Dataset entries
________________________________________
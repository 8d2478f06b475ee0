//! Credential store interface and in-memory implementation

use super::keys::{MasterKey, RfidKey};
use crate::error::KeyfobResult;
use crate::types::PeerId;
use std::collections::HashMap;

/// Characteristic whose attribute handle is remembered across power cycles
#[derive(Debug, Clone, Copy, PartialEq, Eq, Hash)]
pub enum HandleSlot {
    /// Private RFID credential characteristic
    Rfid,
    /// Immediate Alert level characteristic
    AlertLevel,
}

/// Non-volatile credential storage
///
/// The keyfob keeps exactly one peer relationship: storing a credential for
/// a new peer replaces the previous one. The default credential is only a
/// bootstrap for peers that have not been paired yet.
pub trait CredentialStore {
    /// Bootstrap peer address and key, if provisioned
    fn default_credential(&self) -> Option<(PeerId, MasterKey)>;

    /// Master key stored for a peer
    fn credential(&self, peer: PeerId) -> Option<MasterKey>;

    /// Peer the keyfob is currently paired with
    fn paired_peer(&self) -> Option<PeerId>;

    /// Store the master key for a peer, replacing any previous pairing
    fn set_credential(&mut self, peer: PeerId, key: &MasterKey) -> KeyfobResult<()>;

    /// Credential received during BLE bonding
    fn rfid_credential(&self) -> Option<RfidKey>;

    /// Store the credential received during BLE bonding
    fn set_rfid_credential(&mut self, key: &RfidKey) -> KeyfobResult<()>;

    /// Constant-time comparison of a value against the stored RFID credential
    fn equals_rfid_credential(&self, value: &[u8]) -> bool;

    /// Attribute handle assigned to a characteristic when the BLE module was programmed
    fn characteristic_handle(&self, slot: HandleSlot) -> Option<u16>;

    /// Remember an attribute handle
    fn set_characteristic_handle(&mut self, slot: HandleSlot, handle: u16) -> KeyfobResult<()>;
}

/// In-memory implementation of [`CredentialStore`]
#[derive(Debug, Default, Clone)]
pub struct MemoryCredentialStore {
    default: Option<(PeerId, MasterKey)>,
    paired: Option<(PeerId, MasterKey)>,
    rfid: Option<RfidKey>,
    handles: HashMap<HandleSlot, u16>,
}

impl MemoryCredentialStore {
    /// Create an empty store with no credentials at all
    pub fn new() -> Self {
        Self::default()
    }

    /// Create a store provisioned with a bootstrap credential
    pub fn with_default(peer: PeerId, key: MasterKey) -> Self {
        Self {
            default: Some((peer, key)),
            ..Self::default()
        }
    }
}

impl CredentialStore for MemoryCredentialStore {
    fn default_credential(&self) -> Option<(PeerId, MasterKey)> {
        self.default.clone()
    }

    fn credential(&self, peer: PeerId) -> Option<MasterKey> {
        self.paired
            .as_ref()
            .filter(|(id, _)| *id == peer)
            .map(|(_, key)| key.clone())
    }

    fn paired_peer(&self) -> Option<PeerId> {
        self.paired.as_ref().map(|(id, _)| *id)
    }

    fn set_credential(&mut self, peer: PeerId, key: &MasterKey) -> KeyfobResult<()> {
        self.paired = Some((peer, key.clone()));
        Ok(())
    }

    fn rfid_credential(&self) -> Option<RfidKey> {
        self.rfid.clone()
    }

    fn set_rfid_credential(&mut self, key: &RfidKey) -> KeyfobResult<()> {
        self.rfid = Some(key.clone());
        Ok(())
    }

    fn equals_rfid_credential(&self, value: &[u8]) -> bool {
        self.rfid.as_ref().is_some_and(|key| key.matches(value))
    }

    fn characteristic_handle(&self, slot: HandleSlot) -> Option<u16> {
        self.handles.get(&slot).copied()
    }

    fn set_characteristic_handle(&mut self, slot: HandleSlot, handle: u16) -> KeyfobResult<()> {
        self.handles.insert(slot, handle);
        Ok(())
    }
}

#[cfg(test)]
mod tests {
    use super::*;
    use crate::store::{MASTER_KEY_SIZE, RFID_KEY_SIZE};

    #[test]
    fn test_single_peer_relationship() {
        let mut store = MemoryCredentialStore::with_default(PeerId(1), MasterKey::new([1; MASTER_KEY_SIZE]));
        assert_eq!(store.paired_peer(), None);
        assert!(store.credential(PeerId(1)).is_none());

        store.set_credential(PeerId(7), &MasterKey::new([7; MASTER_KEY_SIZE])).unwrap();
        store.set_credential(PeerId(9), &MasterKey::new([9; MASTER_KEY_SIZE])).unwrap();

        assert_eq!(store.paired_peer(), Some(PeerId(9)));
        assert!(store.credential(PeerId(7)).is_none());
        assert_eq!(store.credential(PeerId(9)), Some(MasterKey::new([9; MASTER_KEY_SIZE])));
        // Bootstrap key is untouched by pairing
        assert_eq!(store.default_credential().map(|(id, _)| id), Some(PeerId(1)));
    }

    #[test]
    fn test_rfid_comparison() {
        let mut store = MemoryCredentialStore::new();
        assert!(!store.equals_rfid_credential(&[0; RFID_KEY_SIZE]));

        store.set_rfid_credential(&RfidKey::new([3; RFID_KEY_SIZE])).unwrap();
        assert!(store.equals_rfid_credential(&[3; RFID_KEY_SIZE]));
        assert!(!store.equals_rfid_credential(&[3; 4]));
    }

    #[test]
    fn test_handles() {
        let mut store = MemoryCredentialStore::new();
        assert_eq!(store.characteristic_handle(HandleSlot::Rfid), None);
        store.set_characteristic_handle(HandleSlot::Rfid, 0x0018).unwrap();
        assert_eq!(store.characteristic_handle(HandleSlot::Rfid), Some(0x0018));
        assert_eq!(store.characteristic_handle(HandleSlot::AlertLevel), None);
    }
}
________________________________________
**EXERCISE INSTRUCTIONS:** Although the records may continue, retype only the lines from the first one through the one containing "an attribute handle", exactly as they appear.

**EXERCISE RESPONSE:**
repository 8d2478f06b475ee0
//! Credential store interface and in-memory implementation

use super::keys::{MasterKey, RfidKey};
use crate::error::KeyfobResult;
use crate::types::PeerId;
use std::collections::HashMap;

/// Characteristic whose attribute handle is remembered across power cycles
#[derive(Debug, Clone, Copy, PartialEq, Eq, Hash)]
pub enum HandleSlot {
    /// Private RFID credential characteristic
    Rfid,
    /// Immediate Alert level characteristic
    AlertLevel,
}

/// Non-volatile credential storage
///
/// The keyfob keeps exactly one peer relationship: storing a credential for
/// a new peer replaces the previous one. The default credential is only a
/// bootstrap for peers that have not been paired yet.
pub trait CredentialStore {
    /// Bootstrap peer address and key, if provisioned
    fn default_credential(&self) -> Option<(PeerId, MasterKey)>;

    /// Master key stored for a peer
    fn credential(&self, peer: PeerId) -> Option<MasterKey>;

    /// Peer the keyfob is currently paired with
    fn paired_peer(&self) -> Option<PeerId>;

    /// Store the master key for a peer, replacing any previous pairing
    fn set_credential(&mut self, peer: PeerId, key: &MasterKey) -> KeyfobResult<()>;

    /// Credential received during BLE bonding
    fn rfid_credential(&self) -> Option<RfidKey>;

    /// Store the credential received during BLE bonding
    fn set_rfid_credential(&mut self, key: &RfidKey) -> KeyfobResult<()>;

    /// Constant-time comparison of a value against the stored RFID credential
    fn equals_rfid_credential(&self, value: &[u8]) -> bool;

    /// Attribute handle assigned to a characteristic when the BLE module was programmed
    fn characteristic_handle(&self, slot: HandleSlot) -> Option<u16>;

    /// Remember an attribute handle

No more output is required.